NFTs and the carbon footprint dilemma

NFTs are disrupting the creative industry by providing artists with a new medium to sell their work and even make a profit with subsequent resales. Although this technique has been around for some years already, it is in 2021 when it has started flourishing driven by the new golden era for cryptocurrencies.

However, NFTs are being criticized for the carbon emissions they produce. Each transaction is estimated to produce 20 kg of CO2 [1] and there are often multiple transactions connected to a single artwork.

Carbon emissions associated to NFTs

An individual NFT transaction does not directly increase emissions. As SuperRare points out [2], Ethereum's blockchain has a fixed energy consumption at a given point in time regardless on how many transactions are processed.

While this statement is technically true, there are at least two ways NFTs are indirectly pushing carbon emissions further [3]:

  1. "More NFT transactions" means more money going to the miners as gas fees. As a consequence, miners acquire even more energy-consuming devices to meet the increasing demand.
  2. NFT traders need to buy Ethereum in the first place. This pushes the cryptocurrency price up, making mining a more profitable business and attracting more miners (and more devices).

    Ethereum's network, like Bitcoin, uses the energy-extensive Proof of Work mechanism. Even though Ethereum has plans [4] to cut its carbon footprint by 99% by shifting to the comparatively cleaner Proof of Stake protocol, it hasn't happened yet.

    To put things into perspective, Ethereum consumes just a small fraction of the energy that a single Bitcoin transaction requires [5].
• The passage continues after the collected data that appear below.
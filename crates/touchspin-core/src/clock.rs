use std::sync::Arc;

use parking_lot::Mutex;
use web_time::{Duration, Instant};

/// Time source for an engine. Hosts use [`SystemClock`]; tests and scripted
/// demos use [`TestClock`].
pub trait Clock: Send + Sync + 'static {
    fn now(&self) -> Instant;
}

pub struct SystemClock;
impl Clock for SystemClock {
    fn now(&self) -> Instant {
        Instant::now()
    }
}

/// A clock you drive by hand. Clones share the same instant, so a test can
/// keep one handle while the engine owns another.
#[derive(Clone)]
pub struct TestClock {
    t: Arc<Mutex<Instant>>,
}

impl TestClock {
    pub fn new(start: Instant) -> Self {
        Self {
            t: Arc::new(Mutex::new(start)),
        }
    }

    pub fn starting_now() -> Self {
        Self::new(Instant::now())
    }

    pub fn advance(&self, by: Duration) {
        *self.t.lock() += by;
    }

    pub fn advance_ms(&self, ms: u64) {
        self.advance(Duration::from_millis(ms));
    }

    pub fn set(&self, t: Instant) {
        *self.t.lock() = t;
    }
}

impl Clock for TestClock {
    fn now(&self) -> Instant {
        *self.t.lock()
    }
}
#[derive(Clone, Copy, Debug, PartialEq, Eq)]
pub enum SymbolPosition {
    Before,
    After,
}

/// Number conventions for one locale.
#[derive(Clone, Copy, Debug, PartialEq, Eq)]
pub struct Locale {
    tag: &'static str,
    pub decimal: char,
    pub group: &'static str,
    pub currency: &'static str,
    pub currency_position: SymbolPosition,
    /// Separator between the amount and the currency symbol ("" for none).
    pub currency_gap: &'static str,
    /// Separator between the amount and `%`.
    pub percent_gap: &'static str,
}

const NBSP: &str = "\u{a0}";
const NNBSP: &str = "\u{202f}";

const fn entry(
    tag: &'static str,
    decimal: char,
    group: &'static str,
    currency: &'static str,
    currency_position: SymbolPosition,
    currency_gap: &'static str,
    percent_gap: &'static str,
) -> Locale {
    Locale {
        tag,
        decimal,
        group,
        currency,
        currency_position,
        currency_gap,
        percent_gap,
    }
}

// First entry per language doubles as the language fallback.
const LOCALES: &[Locale] = &[
    Locale::EN_US,
    entry("en-GB", '.', ",", "£", SymbolPosition::Before, "", ""),
    entry("de-DE", ',', ".", "€", SymbolPosition::After, NBSP, NBSP),
    entry("de-AT", ',', NBSP, "€", SymbolPosition::Before, NBSP, NBSP),
    entry("de-CH", '.', "’", "CHF", SymbolPosition::Before, NBSP, ""),
    entry("fr-FR", ',', NNBSP, "€", SymbolPosition::After, NBSP, NNBSP),
    entry("es-ES", ',', ".", "€", SymbolPosition::After, NBSP, NBSP),
    entry("it-IT", ',', ".", "€", SymbolPosition::After, NBSP, ""),
    entry("nl-NL", ',', ".", "€", SymbolPosition::Before, NBSP, ""),
    entry("pt-BR", ',', ".", "R$", SymbolPosition::Before, NBSP, ""),
    entry("ja-JP", '.', ",", "¥", SymbolPosition::Before, "", ""),
];

impl Locale {
    pub const EN_US: Locale = entry("en-US", '.', ",", "$", SymbolPosition::Before, "", "");

    /// Looks up a locale by tag (`de-DE`, `de_de`, `de`). An unknown region
    /// falls back to the first table entry for the language.
    pub fn parse(tag: &str) -> Option<Locale> {
        let tag = tag.trim().replace('_', "-");
        if let Some(found) = LOCALES.iter().find(|l| l.tag.eq_ignore_ascii_case(&tag)) {
            return Some(*found);
        }
        let lang = tag.split('-').next().unwrap_or_default();
        let found = LOCALES.iter().find(|l| {
            l.tag
                .split('-')
                .next()
                .is_some_and(|l| l.eq_ignore_ascii_case(lang))
        })?;
        log::debug!("locale '{}' not in table; using '{}'", tag, found.tag);
        Some(*found)
    }

    pub fn tag(&self) -> &'static str {
        self.tag
    }
}

impl Default for Locale {
    fn default() -> Self {
        Self::EN_US
    }
}
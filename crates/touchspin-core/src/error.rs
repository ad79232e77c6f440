use touchspin_format::MAX_DECIMALS;

/// Problems found while resolving options at attach time.
///
/// None of these abort an attach: each one names the fallback that was taken,
/// and the whole list is delivered once through `SpinEvent::Error`.
#[derive(Clone, Debug, PartialEq, thiserror::Error)]
pub enum ConfigError {
    #[error("step must be a positive finite number, got {0}; using auto step")]
    InvalidStep(f64),
    #[error("{which} bound {value} is not finite; using the default bound")]
    NonFiniteBound { which: &'static str, value: f64 },
    #[error("min {min} is greater than max {max}; swapping them")]
    InvertedBounds { min: f64, max: f64 },
    #[error("{0} decimals requested; capping at {max}", max = MAX_DECIMALS)]
    TooManyDecimals(u32),
    #[error("{decimals} decimals cannot represent a step with {step_decimals}; using {step_decimals}")]
    DecimalsBelowStepPrecision { decimals: u32, step_decimals: u32 },
    #[error("invalid timing: {0}; using the default")]
    InvalidTiming(&'static str),
    #[error("unknown locale '{0}'; using en-US")]
    UnknownLocale(String),
    #[error("unknown attribute '{0}'")]
    UnknownAttribute(String),
    #[error("attribute '{key}' has invalid value '{value}'")]
    InvalidAttribute { key: String, value: String },
}
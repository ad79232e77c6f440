//! Fixed-digit rendering of `f64` values.

/// Most fraction digits the spinner ever renders. Beyond this an `f64` has no
/// meaningful decimal digits left.
pub const MAX_DECIMALS: u32 = 15;

// Digits rendered past the requested precision before we round ourselves.
// std rounds ties to even at its last digit; we need half away from zero.
const GUARD_DIGITS: usize = 24;

/// Renders `value` with exactly `decimals` fraction digits, rounding half away
/// from zero on the exact decimal expansion of the double.
///
/// `1.005` is stored as `1.00499…`, so it renders as `"1.00"`, while the exact
/// tie `2.5` renders as `"3"`. Results that round to zero never carry a sign.
pub fn to_fixed(value: f64, decimals: u32) -> String {
    if !value.is_finite() {
        return value.to_string();
    }
    let decimals = decimals.min(MAX_DECIMALS) as usize;
    let wide = format!("{:.*}", decimals + GUARD_DIGITS, value.abs());
    let (int_part, frac_part) = wide.split_once('.').unwrap_or((wide.as_str(), ""));

    let mut digits: Vec<u8> = int_part
        .bytes()
        .chain(frac_part.bytes().take(decimals))
        .collect();
    let mut int_len = int_part.len();

    let round_up = frac_part
        .as_bytes()
        .get(decimals)
        .is_some_and(|d| *d >= b'5');
    if round_up {
        let mut i = digits.len();
        loop {
            if i == 0 {
                digits.insert(0, b'1');
                int_len += 1;
                break;
            }
            i -= 1;
            if digits[i] == b'9' {
                digits[i] = b'0';
            } else {
                digits[i] += 1;
                break;
            }
        }
    }

    let negative = value < 0.0 && digits.iter().any(|d| *d != b'0');
    let mut out = String::with_capacity(digits.len() + 2);
    if negative {
        out.push('-');
    }
    out.extend(digits[..int_len].iter().map(|&d| d as char));
    if decimals > 0 {
        out.push('.');
        out.extend(digits[int_len..].iter().map(|&d| d as char));
    }
    out
}

/// Rounds `value` to `decimals` fraction digits, half away from zero.
///
/// Equivalent to parsing [`to_fixed`] back, so two values that render the same
/// compare equal bit for bit.
pub fn round_to(value: f64, decimals: u32) -> f64 {
    if !value.is_finite() {
        return value;
    }
    to_fixed(value, decimals).parse().unwrap_or(value)
}

/// Inserts `sep` between every group of three integer digits.
pub(crate) fn group_digits(int_digits: &str, sep: &str) -> String {
    if sep.is_empty() || int_digits.len() <= 3 {
        return int_digits.to_string();
    }
    let lead = int_digits.len() % 3;
    let mut out = String::with_capacity(int_digits.len() + sep.len() * (int_digits.len() / 3));
    for (i, ch) in int_digits.chars().enumerate() {
        if i > 0 && (i + 3 - lead) % 3 == 0 {
            out.push_str(sep);
        }
        out.push(ch);
    }
    out
}
//! # Number rendering
//!
//! Everything that turns a spinner value into text lives here:
//!
//! - [`to_fixed`] / [`round_to`]: exact fixed-digit rendering and rounding,
//!   half away from zero. The core crate writes field text with these.
//! - [`Locale`]: separators and currency conventions for a small table of
//!   locales.
//! - [`NumberFormatter`]: the strategy used for the read-only overlay.
//!   [`NumberStyle`] covers plain, currency and percent; any closure
//!   `Fn(f64, u32, &Locale) -> String` works too.
//!
//! ```rust
//! use touchspin_format::*;
//!
//! let de = Locale::parse("de-DE").unwrap();
//! assert_eq!(NumberStyle::Currency.format(1234.5, 2, &de), "1.234,50\u{a0}€");
//! assert_eq!(to_fixed(2.5, 0), "3");
//! ```

mod fixed;
mod formatter;
mod locale;

pub use fixed::{MAX_DECIMALS, round_to, to_fixed};
pub use formatter::{NumberFormatter, NumberStyle, format_number};
pub use locale::{Locale, SymbolPosition};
    Offsetting carbon emissions to mitigate the effects

    On March 17th 2021, the crypto art gallery decided [6] to start offsetting the carbon emissions it generates by planting trees in rural areas. Two weeks later, the renowned NFT marketplace Nifty announced [7] its plans to become carbon-negative. Although these movements could be understood as "greenwashing", they are voluntary initiatives that help mitigate the negative impact on the environment while reinforcing blockchain as an alternative distribution channel for artists. The long term solution, though, should come from the shift to Ethereum 2.0 (proof of stake) and the increasing use of renewable energy.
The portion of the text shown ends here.